Data entries
┄┄┄┄┄┄
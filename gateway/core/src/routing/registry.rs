//! Model Registry
//!
//! Canonical map of logical models to the concrete providers that can serve
//! them. Populated by the catalog feed, read by the selector on every plan.
//!
//! # Concurrency
//!
//! The registry is read-mostly. Readers clone an `Arc` to the current
//! snapshot under a short read lock and then work without any lock held.
//! Writers take a write gate, copy the map under a read lock, edit the copy
//! with no lock on the map, and take the write lock only to swap the `Arc`.
//! A reader never observes a half-written provider list and only waits for
//! that swap.
//!
//! ```text
//! register([m1, m2]) ──> gate ──> clone map ──> upsert ──> swap Arc
//!                                                            │
//! lookup("m1") ──> read lock ──> clone Arc ──────────────────┘
//! ```

use std::collections::{BTreeMap, HashSet};
use std::sync::Arc;

use parking_lot::{Mutex, RwLock};
use serde::{Deserialize, Serialize};

use super::error::RoutingError;

// ============================================================================
// Provider Configuration
// ============================================================================

/// Capability flags of one provider offering
#[derive(Clone, Copy, Debug, Default, PartialEq, Eq, Serialize, Deserialize)]
#[serde(default)]
pub struct ProviderCapabilities {
    /// Supports streamed responses
    pub streaming: bool,

    /// Supports tool/function calling
    pub function_calling: bool,

    /// Accepts image input
    pub vision: bool,
}

impl ProviderCapabilities {
    /// All capabilities enabled
    #[must_use]
    pub fn all() -> Self {
        Self {
            streaming: true,
            function_calling: true,
            vision: true,
        }
    }

    /// Whether these capabilities cover everything `required` asks for
    #[must_use]
    pub fn satisfies(&self, required: &CapabilityRequirements) -> bool {
        (!required.streaming || self.streaming)
            && (!required.function_calling || self.function_calling)
            && (!required.vision || self.vision)
    }
}

/// Capabilities a request needs from its provider
#[derive(Clone, Copy, Debug, Default, PartialEq, Eq, Serialize, Deserialize)]
#[serde(default)]
pub struct CapabilityRequirements {
    /// Streaming required
    pub streaming: bool,

    /// Function calling required
    pub function_calling: bool,

    /// Vision input required
    pub vision: bool,
}

impl CapabilityRequirements {
    /// No requirements
    #[must_use]
    pub fn none() -> Self {
        Self::default()
    }
}

fn default_available() -> bool {
    true
}

/// One provider's offering of a logical model
#[derive(Clone, Debug, PartialEq, Serialize, Deserialize)]
pub struct ProviderConfig {
    /// Provider name, the key shared with the circuit breaker bank
    pub provider: String,

    /// Model identifier actually sent upstream
    pub provider_model_id: String,

    /// Lower is preferred
    #[serde(default)]
    pub priority: u32,

    /// Cost per 1k input tokens
    #[serde(default)]
    pub input_cost_per_1k: f64,

    /// Cost per 1k output tokens
    #[serde(default)]
    pub output_cost_per_1k: f64,

    /// Maximum output tokens this provider allows
    #[serde(default)]
    pub max_output_tokens: Option<u32>,

    /// Capability flags
    #[serde(default)]
    pub capabilities: ProviderCapabilities,

    /// Operator kill-switch, independent of circuit state
    #[serde(default = "default_available")]
    pub available: bool,

    /// Whether calls need provider credentials configured
    #[serde(default)]
    pub requires_credentials: bool,
}

impl ProviderConfig {
    /// Create an available provider offering with priority 0 and zero cost
    pub fn new(provider: impl Into<String>, provider_model_id: impl Into<String>) -> Self {
        Self {
            provider: provider.into(),
            provider_model_id: provider_model_id.into(),
            priority: 0,
            input_cost_per_1k: 0.0,
            output_cost_per_1k: 0.0,
            max_output_tokens: None,
            capabilities: ProviderCapabilities::default(),
            available: true,
            requires_credentials: false,
        }
    }

    /// Set priority
    #[must_use]
    pub fn with_priority(mut self, priority: u32) -> Self {
        self.priority = priority;
        self
    }

    /// Set per-1k token costs
    #[must_use]
    pub fn with_cost(mut self, input_per_1k: f64, output_per_1k: f64) -> Self {
        self.input_cost_per_1k = input_per_1k;
        self.output_cost_per_1k = output_per_1k;
        self
    }

    /// Set capability flags
    #[must_use]
    pub fn with_capabilities(mut self, capabilities: ProviderCapabilities) -> Self {
        self.capabilities = capabilities;
        self
    }

    /// Set the maximum output tokens
    #[must_use]
    pub fn with_max_output_tokens(mut self, max: u32) -> Self {
        self.max_output_tokens = Some(max);
        self
    }

    /// Set the static availability flag
    #[must_use]
    pub fn with_available(mut self, available: bool) -> Self {
        self.available = available;
        self
    }

    /// Mark as requiring credentials
    #[must_use]
    pub fn requiring_credentials(mut self) -> Self {
        self.requires_credentials = true;
        self
    }

    /// Combined cost used as the last ranking signal
    #[must_use]
    pub fn combined_cost(&self) -> f64 {
        self.input_cost_per_1k + self.output_cost_per_1k
    }
}

// ============================================================================
// Logical Model
// ============================================================================

/// Input/output modality
#[derive(Clone, Copy, Debug, PartialEq, Eq, Hash, Serialize, Deserialize)]
#[serde(rename_all = "snake_case")]
pub enum Modality {
    /// Plain text
    Text,
    /// Images
    Image,
    /// Audio
    Audio,
    /// Video
    Video,
}

/// A model as callers request it, independent of who serves it
#[derive(Clone, Debug, PartialEq, Serialize, Deserialize)]
pub struct LogicalModel {
    /// Identifier callers use (e.g. `gemini-1.5-flash`)
    pub id: String,

    /// Human-readable name
    #[serde(default)]
    pub display_name: String,

    /// Context window in tokens
    #[serde(default)]
    pub context_length: u32,

    /// Supported modalities
    #[serde(default)]
    pub modalities: Vec<Modality>,

    /// Free-form capability tags
    #[serde(default)]
    pub capabilities: Vec<String>,

    /// Providers offering this model, in catalog order
    #[serde(default)]
    pub providers: Vec<ProviderConfig>,
}

impl LogicalModel {
    /// Create a text model with no providers
    pub fn new(id: impl Into<String>) -> Self {
        let id = id.into();
        Self {
            display_name: id.clone(),
            id,
            context_length: 0,
            modalities: vec![Modality::Text],
            capabilities: Vec::new(),
            providers: Vec::new(),
        }
    }

    /// Add a provider offering
    #[must_use]
    pub fn with_provider(mut self, provider: ProviderConfig) -> Self {
        self.providers.push(provider);
        self
    }

    /// Replace the provider list
    #[must_use]
    pub fn with_providers(mut self, providers: Vec<ProviderConfig>) -> Self {
        self.providers = providers;
        self
    }

    /// Set the context length
    #[must_use]
    pub fn with_context_length(mut self, context_length: u32) -> Self {
        self.context_length = context_length;
        self
    }

    /// Find a provider offering by name
    #[must_use]
    pub fn provider(&self, name: &str) -> Option<&ProviderConfig> {
        self.providers.iter().find(|p| p.provider == name)
    }

    /// Drop duplicate provider names, keeping the first occurrence
    ///
    /// Returns the names that were dropped.
    fn dedupe_providers(&mut self) -> Vec<String> {
        let mut seen = HashSet::new();
        let mut dropped = Vec::new();
        self.providers.retain(|p| {
            if seen.insert(p.provider.clone()) {
                true
            } else {
                dropped.push(p.provider.clone());
                false
            }
        });
        dropped
    }
}

// ============================================================================
// Registry
// ============================================================================

type ModelMap = BTreeMap<String, Arc<LogicalModel>>;

fn dedupe_all(models: impl IntoIterator<Item = LogicalModel>) -> Vec<LogicalModel> {
    models
        .into_iter()
        .map(|mut model| {
            let dropped = model.dedupe_providers();
            if !dropped.is_empty() {
                tracing::warn!(
                    model = %model.id,
                    duplicates = ?dropped,
                    "Duplicate provider entries dropped"
                );
            }
            model
        })
        .collect()
}

fn upsert(map: &mut ModelMap, model: LogicalModel) {
    tracing::debug!(
        model = %model.id,
        providers = model.providers.len(),
        "Registered model"
    );
    map.insert(model.id.clone(), Arc::new(model));
}

/// Point-in-time view of every registered model
///
/// Iterating is restartable: call [`RegistrySnapshot::iter`] as often as
/// needed, it always walks the same snapshot.
#[derive(Clone, Debug)]
pub struct RegistrySnapshot {
    models: Arc<ModelMap>,
}

impl RegistrySnapshot {
    /// Iterate models in id order
    pub fn iter(&self) -> impl Iterator<Item = &Arc<LogicalModel>> + '_ {
        self.models.values()
    }

    /// Number of models in the snapshot
    #[must_use]
    pub fn len(&self) -> usize {
        self.models.len()
    }

    /// Whether the snapshot is empty
    #[must_use]
    pub fn is_empty(&self) -> bool {
        self.models.is_empty()
    }

    /// Total provider offerings across all models
    #[must_use]
    pub fn provider_offerings(&self) -> usize {
        self.models.values().map(|m| m.providers.len()).sum()
    }
}

impl<'a> IntoIterator for &'a RegistrySnapshot {
    type Item = &'a Arc<LogicalModel>;
    type IntoIter = std::collections::btree_map::Values<'a, String, Arc<LogicalModel>>;

    fn into_iter(self) -> Self::IntoIter {
        self.models.values()
    }
}

/// Registry of logical models
///
/// Owned by the composition root and injected into the selector; there is
/// no global instance.
#[derive(Debug, Default)]
pub struct ModelRegistry {
    models: RwLock<Arc<ModelMap>>,
    /// Serialises writers so each one edits the latest map
    write_gate: Mutex<()>,
}

impl ModelRegistry {
    /// Create an empty registry
    #[must_use]
    pub fn new() -> Self {
        Self::default()
    }

    /// Upsert models
    ///
    /// Each model's provider list replaces any previous list for that id
    /// (last writer wins per model, lists are never merged). Registering a
    /// model with no providers leaves it known but unservable.
    pub fn register(&self, models: impl IntoIterator<Item = LogicalModel>) {
        let incoming = dedupe_all(models);
        if incoming.is_empty() {
            return;
        }
        self.update(|map| {
            for model in incoming {
                upsert(map, model);
            }
        });
    }

    /// Replace the whole catalog
    ///
    /// Models in `models` are upserted. Known models missing from `models`
    /// stay known with an empty provider list, so lookups keep answering
    /// `NoProviders` rather than `ModelNotFound`. Returns how many models
    /// were emptied this way.
    pub fn replace_all(&self, models: impl IntoIterator<Item = LogicalModel>) -> usize {
        let incoming = dedupe_all(models);
        let mut emptied = 0;
        self.update(|map| {
            let listed: HashSet<&str> = incoming.iter().map(|m| m.id.as_str()).collect();
            for (id, model) in map.iter_mut() {
                if !listed.contains(id.as_str()) && !model.providers.is_empty() {
                    let mut retired = (**model).clone();
                    retired.providers.clear();
                    *model = Arc::new(retired);
                    emptied += 1;
                    tracing::info!(model = %id, "Model dropped from catalog, providers cleared");
                }
            }
            for model in incoming {
                upsert(map, model);
            }
        });
        emptied
    }

    /// Apply `edit` to a private copy of the map and publish it
    fn update(&self, edit: impl FnOnce(&mut ModelMap)) {
        let _writer = self.write_gate.lock();
        let mut next: ModelMap = (**self.models.read()).clone();
        edit(&mut next);
        *self.models.write() = Arc::new(next);
    }

    /// Replace one model's provider list
    pub fn set_providers(&self, model_id: &str, providers: Vec<ProviderConfig>) {
        let model = self.lookup(model_id).map_or_else(
            |_| LogicalModel::new(model_id),
            |existing| (*existing).clone(),
        );
        self.register([model.with_providers(providers)]);
    }

    /// Look up a model by id
    ///
    /// A known model with zero providers is returned as-is.
    pub fn lookup(&self, model_id: &str) -> Result<Arc<LogicalModel>, RoutingError> {
        self.models
            .read()
            .get(model_id)
            .cloned()
            .ok_or_else(|| RoutingError::ModelNotFound(model_id.to_string()))
    }

    /// Whether a model id is registered
    #[must_use]
    pub fn contains(&self, model_id: &str) -> bool {
        self.models.read().contains_key(model_id)
    }

    /// Snapshot of every registered model
    #[must_use]
    pub fn all(&self) -> RegistrySnapshot {
        RegistrySnapshot {
            models: self.models.read().clone(),
        }
    }

    /// Number of registered models
    #[must_use]
    pub fn model_count(&self) -> usize {
        self.models.read().len()
    }

    /// Every distinct provider name across the registry
    #[must_use]
    pub fn provider_names(&self) -> Vec<String> {
        let snapshot = self.all();
        let mut names: Vec<String> = snapshot
            .iter()
            .flat_map(|m| m.providers.iter().map(|p| p.provider.clone()))
            .collect::<HashSet<_>>()
            .into_iter()
            .collect();
        names.sort();
        names
    }
}
//! Router Metrics
//!
//! Counters, gauges and latency histograms for the routing engine:
//! - Plans served and failed
//! - Failover runs, fallbacks, last-resort calls and cancellations
//! - Per-provider calls, outcomes, breaker rejections and transitions
//! - Current breaker phase per provider
//!
//! `RouterMetrics` implements [`BreakerObserver`] so the breaker bank reports
//! transitions and rejections directly. Export is pull-based through
//! [`RouterMetrics::to_prometheus`].

use std::collections::BTreeMap;
use std::sync::atomic::{AtomicU64, Ordering};
use std::sync::Arc;
use std::time::{Duration, Instant};

use dashmap::DashMap;
use serde::Serialize;

use super::breaker::{BreakerObserver, BreakerPhase, BreakerTransition};

// ============================================================================
// Histogram
// ============================================================================

/// A histogram for tracking latency distributions
#[derive(Debug)]
pub struct Histogram {
    /// Upper bucket bounds
    buckets: Vec<f64>,
    counts: Vec<AtomicU64>,
    total_count: AtomicU64,
    sum: AtomicU64,
    min: AtomicU64,
    max: AtomicU64,
}

impl Histogram {
    /// Create a histogram with the given bucket upper bounds
    pub fn new(buckets: Vec<f64>) -> Self {
        let counts = buckets.iter().map(|_| AtomicU64::new(0)).collect();
        Self {
            buckets,
            counts,
            total_count: AtomicU64::new(0),
            sum: AtomicU64::new(0),
            min: AtomicU64::new(u64::MAX),
            max: AtomicU64::new(0),
        }
    }

    /// Default provider latency buckets in milliseconds
    pub fn latency_default() -> Self {
        Self::new(vec![
            50.0, 100.0, 250.0, 500.0, 1000.0, 2500.0, 5000.0, 10000.0, 30000.0, 60000.0, 120000.0,
        ])
    }

    /// Record a value
    pub fn record(&self, value: f64) {
        if self.buckets.is_empty() {
            return;
        }
        let bucket_idx = self
            .buckets
            .iter()
            .position(|&b| value <= b)
            .unwrap_or(self.buckets.len() - 1);

        self.counts[bucket_idx].fetch_add(1, Ordering::Relaxed);
        self.total_count.fetch_add(1, Ordering::Relaxed);

        let value_u64 = value.max(0.0) as u64;
        self.sum.fetch_add(value_u64, Ordering::Relaxed);
        self.min.fetch_min(value_u64, Ordering::Relaxed);
        self.max.fetch_max(value_u64, Ordering::Relaxed);
    }

    /// Record a duration in milliseconds
    pub fn record_duration(&self, duration: Duration) {
        self.record(duration.as_secs_f64() * 1000.0);
    }

    /// Get histogram snapshot
    pub fn snapshot(&self) -> HistogramSnapshot {
        let counts: Vec<u64> = self.counts.iter().map(|c| c.load(Ordering::Relaxed)).collect();
        let total = self.total_count.load(Ordering::Relaxed);
        let sum = self.sum.load(Ordering::Relaxed);
        let min = self.min.load(Ordering::Relaxed);

        HistogramSnapshot {
            buckets: self.buckets.clone(),
            counts,
            total,
            sum,
            min: if min == u64::MAX { 0 } else { min },
            max: self.max.load(Ordering::Relaxed),
            mean: if total > 0 { sum as f64 / total as f64 } else { 0.0 },
        }
    }
}

/// Snapshot of histogram data
#[derive(Clone, Debug, Serialize)]
pub struct HistogramSnapshot {
    pub buckets: Vec<f64>,
    pub counts: Vec<u64>,
    pub total: u64,
    pub sum: u64,
    pub min: u64,
    pub max: u64,
    pub mean: f64,
}

impl HistogramSnapshot {
    /// Bucket bound at or above the given quantile
    pub fn percentile(&self, p: f64) -> f64 {
        if self.total == 0 {
            return 0.0;
        }

        let target = ((self.total as f64 * p).ceil() as u64).max(1);
        let mut cumulative = 0u64;

        for (i, &count) in self.counts.iter().enumerate() {
            cumulative += count;
            if cumulative >= target {
                return self.buckets[i];
            }
        }

        self.buckets.last().copied().unwrap_or(0.0)
    }

    pub fn p50(&self) -> f64 {
        self.percentile(0.5)
    }

    pub fn p99(&self) -> f64 {
        self.percentile(0.99)
    }
}

// ============================================================================
// Counter / Gauge
// ============================================================================

/// A monotonically increasing counter
#[derive(Debug, Default)]
pub struct Counter {
    value: AtomicU64,
}

impl Counter {
    pub fn new() -> Self {
        Self::default()
    }

    pub fn inc(&self) {
        self.value.fetch_add(1, Ordering::Relaxed);
    }

    pub fn get(&self) -> u64 {
        self.value.load(Ordering::Relaxed)
    }
}

/// A value that can be set
#[derive(Debug, Default)]
pub struct Gauge {
    value: AtomicU64,
}

impl Gauge {
    pub fn new() -> Self {
        Self::default()
    }

    pub fn set(&self, value: u64) {
        self.value.store(value, Ordering::Relaxed);
    }

    pub fn get(&self) -> u64 {
        self.value.load(Ordering::Relaxed)
    }
}

// ============================================================================
// Per-Provider Metrics
// ============================================================================

/// Metrics for a single provider
#[derive(Debug)]
pub struct ProviderMetrics {
    pub provider: String,
    /// Calls actually dispatched
    pub calls: Counter,
    pub successes: Counter,
    pub failures: Counter,
    /// Calls denied by the breaker
    pub rejected: Counter,
    pub opened: Counter,
    pub half_opened: Counter,
    pub closed: Counter,
    /// Current phase, see [`BreakerPhase::gauge_value`]
    pub phase: Gauge,
    pub latency: Histogram,
}

impl ProviderMetrics {
    pub fn new(provider: impl Into<String>) -> Self {
        Self {
            provider: provider.into(),
            calls: Counter::new(),
            successes: Counter::new(),
            failures: Counter::new(),
            rejected: Counter::new(),
            opened: Counter::new(),
            half_opened: Counter::new(),
            closed: Counter::new(),
            phase: Gauge::new(),
            latency: Histogram::latency_default(),
        }
    }

    pub fn summary(&self) -> ProviderMetricsSummary {
        let latency = self.latency.snapshot();
        ProviderMetricsSummary {
            provider: self.provider.clone(),
            calls: self.calls.get(),
            successes: self.successes.get(),
            failures: self.failures.get(),
            rejected: self.rejected.get(),
            transitions_open: self.opened.get(),
            transitions_half_open: self.half_opened.get(),
            transitions_closed: self.closed.get(),
            phase: self.phase.get(),
            latency_p50_ms: latency.p50(),
            latency_p99_ms: latency.p99(),
            latency_mean_ms: latency.mean,
        }
    }
}

/// Summary of one provider's metrics
#[derive(Clone, Debug, Serialize)]
pub struct ProviderMetricsSummary {
    pub provider: String,
    pub calls: u64,
    pub successes: u64,
    pub failures: u64,
    pub rejected: u64,
    pub transitions_open: u64,
    pub transitions_half_open: u64,
    pub transitions_closed: u64,
    pub phase: u64,
    pub latency_p50_ms: f64,
    pub latency_p99_ms: f64,
    pub latency_mean_ms: f64,
}

// ============================================================================
// Router Metrics
// ============================================================================

/// Centralized metrics for the routing engine
#[derive(Debug)]
pub struct RouterMetrics {
    providers: DashMap<String, Arc<ProviderMetrics>>,

    pub plans: Counter,
    pub plan_failures: Counter,
    pub failover_runs: Counter,
    pub failover_successes: Counter,
    pub fallbacks: Counter,
    pub last_resort_calls: Counter,
    pub cancellations: Counter,

    started_at: Instant,
}

impl RouterMetrics {
    pub fn new() -> Self {
        Self {
            providers: DashMap::new(),
            plans: Counter::new(),
            plan_failures: Counter::new(),
            failover_runs: Counter::new(),
            failover_successes: Counter::new(),
            fallbacks: Counter::new(),
            last_resort_calls: Counter::new(),
            cancellations: Counter::new(),
            started_at: Instant::now(),
        }
    }

    /// Get or create metrics for a provider
    pub fn provider(&self, provider: &str) -> Arc<ProviderMetrics> {
        if let Some(existing) = self.providers.get(provider) {
            return existing.clone();
        }
        self.providers
            .entry(provider.to_string())
            .or_insert_with(|| Arc::new(ProviderMetrics::new(provider)))
            .clone()
    }

    /// Record a dispatched call's outcome
    pub fn record_call(&self, provider: &str, success: bool, latency: Duration) {
        let metrics = self.provider(provider);
        metrics.calls.inc();
        if success {
            metrics.successes.inc();
        } else {
            metrics.failures.inc();
        }
        metrics.latency.record_duration(latency);
    }

    /// Record a move to the next attempt
    pub fn record_fallback(&self, from: &str, to: &str) {
        self.fallbacks.inc();
        tracing::debug!(from, to, "Request fell back to alternate provider");
    }

    pub fn uptime(&self) -> Duration {
        self.started_at.elapsed()
    }

    /// Summaries for every provider, sorted by name
    pub fn provider_summaries(&self) -> Vec<ProviderMetricsSummary> {
        let sorted: BTreeMap<String, Arc<ProviderMetrics>> = self
            .providers
            .iter()
            .map(|e| (e.key().clone(), e.value().clone()))
            .collect();
        sorted.values().map(|m| m.summary()).collect()
    }

    /// Compact summary for periodic logging
    pub fn summary(&self) -> RouterMetricsSummary {
        let providers = self.provider_summaries();
        RouterMetricsSummary {
            uptime_secs: self.uptime().as_secs(),
            plans: self.plans.get(),
            plan_failures: self.plan_failures.get(),
            failover_runs: self.failover_runs.get(),
            failover_successes: self.failover_successes.get(),
            fallbacks: self.fallbacks.get(),
            last_resort_calls: self.last_resort_calls.get(),
            cancellations: self.cancellations.get(),
            open_breakers: providers
                .iter()
                .filter(|p| p.phase == BreakerPhase::Open.gauge_value())
                .count(),
            providers,
        }
    }

    /// Export metrics in Prometheus text format
    pub fn to_prometheus(&self) -> String {
        let mut output = String::new();

        let globals: [(&str, &str, &Counter); 7] = [
            ("gateway_plans_total", "Plans served", &self.plans),
            ("gateway_plan_failures_total", "Plans that failed", &self.plan_failures),
            ("gateway_failover_runs_total", "Failover runs started", &self.failover_runs),
            (
                "gateway_failover_successes_total",
                "Failover runs that succeeded",
                &self.failover_successes,
            ),
            ("gateway_fallbacks_total", "Moves to a later attempt", &self.fallbacks),
            (
                "gateway_last_resort_calls_total",
                "Calls made with every breaker open",
                &self.last_resort_calls,
            ),
            ("gateway_cancellations_total", "Failover runs cancelled", &self.cancellations),
        ];
        for (name, help, counter) in globals {
            output.push_str(&format!(
                "# HELP {name} {help}\n# TYPE {name} counter\n{name} {}\n\n",
                counter.get()
            ));
        }

        let providers = self.provider_summaries();
        let families: [(&str, &str, &str, fn(&ProviderMetricsSummary) -> String); 9] = [
            ("gateway_provider_calls_total", "counter", "Calls dispatched per provider", |p| {
                p.calls.to_string()
            }),
            ("gateway_provider_successes_total", "counter", "Successful calls per provider", |p| {
                p.successes.to_string()
            }),
            ("gateway_provider_failures_total", "counter", "Failed calls per provider", |p| {
                p.failures.to_string()
            }),
            (
                "gateway_breaker_rejected_total",
                "counter",
                "Calls denied by the circuit breaker",
                |p| p.rejected.to_string(),
            ),
            (
                "gateway_breaker_opened_total",
                "counter",
                "Transitions into OPEN",
                |p| p.transitions_open.to_string(),
            ),
            (
                "gateway_breaker_half_opened_total",
                "counter",
                "Transitions into HALF_OPEN",
                |p| p.transitions_half_open.to_string(),
            ),
            (
                "gateway_breaker_closed_total",
                "counter",
                "Transitions into CLOSED",
                |p| p.transitions_closed.to_string(),
            ),
            (
                "gateway_breaker_phase",
                "gauge",
                "Breaker phase (0 closed, 1 half-open, 2 open)",
                |p| p.phase.to_string(),
            ),
            (
                "gateway_provider_latency_p50_ms",
                "gauge",
                "Median call latency per provider",
                |p| p.latency_p50_ms.to_string(),
            ),
        ];
        for (name, kind, help, value) in families {
            if providers.is_empty() {
                break;
            }
            output.push_str(&format!("# HELP {name} {help}\n# TYPE {name} {kind}\n"));
            for summary in &providers {
                output.push_str(&format!(
                    "{name}{{provider=\"{}\"}} {}\n",
                    summary.provider,
                    value(summary)
                ));
            }
            output.push('\n');
        }

        output
    }
}

impl Default for RouterMetrics {
    fn default() -> Self {
        Self::new()
    }
}

impl BreakerObserver for RouterMetrics {
    fn on_transition(&self, transition: &BreakerTransition) {
        let metrics = self.provider(&transition.provider);
        metrics.phase.set(transition.to.gauge_value());
        match transition.to {
            BreakerPhase::Open => metrics.opened.inc(),
            BreakerPhase::HalfOpen => metrics.half_opened.inc(),
            BreakerPhase::Closed => metrics.closed.inc(),
        }
    }

    fn on_rejected(&self, provider: &str) {
        self.provider(provider).rejected.inc();
    }
}

/// Summary of router metrics
#[derive(Clone, Debug, Serialize)]
pub struct RouterMetricsSummary {
    pub uptime_secs: u64,
    pub plans: u64,
    pub plan_failures: u64,
    pub failover_runs: u64,
    pub failover_successes: u64,
    pub fallbacks: u64,
    pub last_resort_calls: u64,
    pub cancellations: u64,
    pub open_breakers: usize,
    pub providers: Vec<ProviderMetricsSummary>,
}

// ============================================================================
// Tests
// ============================================================================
┄┄┄┄┄┄
Activity =>
Exactly as they stand, please print the lines from the first line of the records above down to the line that includes "pub fn satisfies(&self, required: &CapabilityRequirements)", both of those included and no others.

Worked solution =>
filename gateway/core/src/routing/registry.rs
//! Model Registry
//!
//! Canonical map of logical models to the concrete providers that can serve
//! them. Populated by the catalog feed, read by the selector on every plan.
//!
//! # Concurrency
//!
//! The registry is read-mostly. Readers clone an `Arc` to the current
//! snapshot under a short read lock and then work without any lock held.
//! Writers take a write gate, copy the map under a read lock, edit the copy
//! with no lock on the map, and take the write lock only to swap the `Arc`.
//! A reader never observes a half-written provider list and only waits for
//! that swap.
//!
//! ```text
//! register([m1, m2]) ──> gate ──> clone map ──> upsert ──> swap Arc
//!                                                            │
//! lookup("m1") ──> read lock ──> clone Arc ──────────────────┘
//! ```

use std::collections::{BTreeMap, HashSet};
use std::sync::Arc;

use parking_lot::{Mutex, RwLock};
use serde::{Deserialize, Serialize};

use super::error::RoutingError;

// ============================================================================
// Provider Configuration
// ============================================================================

/// Capability flags of one provider offering
#[derive(Clone, Copy, Debug, Default, PartialEq, Eq, Serialize, Deserialize)]
#[serde(default)]
pub struct ProviderCapabilities {
    /// Supports streamed responses
    pub streaming: bool,

    /// Supports tool/function calling
    pub function_calling: bool,

    /// Accepts image input
    pub vision: bool,
}

impl ProviderCapabilities {
    /// All capabilities enabled
    #[must_use]
    pub fn all() -> Self {
        Self {
            streaming: true,
            function_calling: true,
            vision: true,
        }
    }

    /// Whether these capabilities cover everything `required` asks for
    #[must_use]
    pub fn satisfies(&self, required: &CapabilityRequirements) -> bool {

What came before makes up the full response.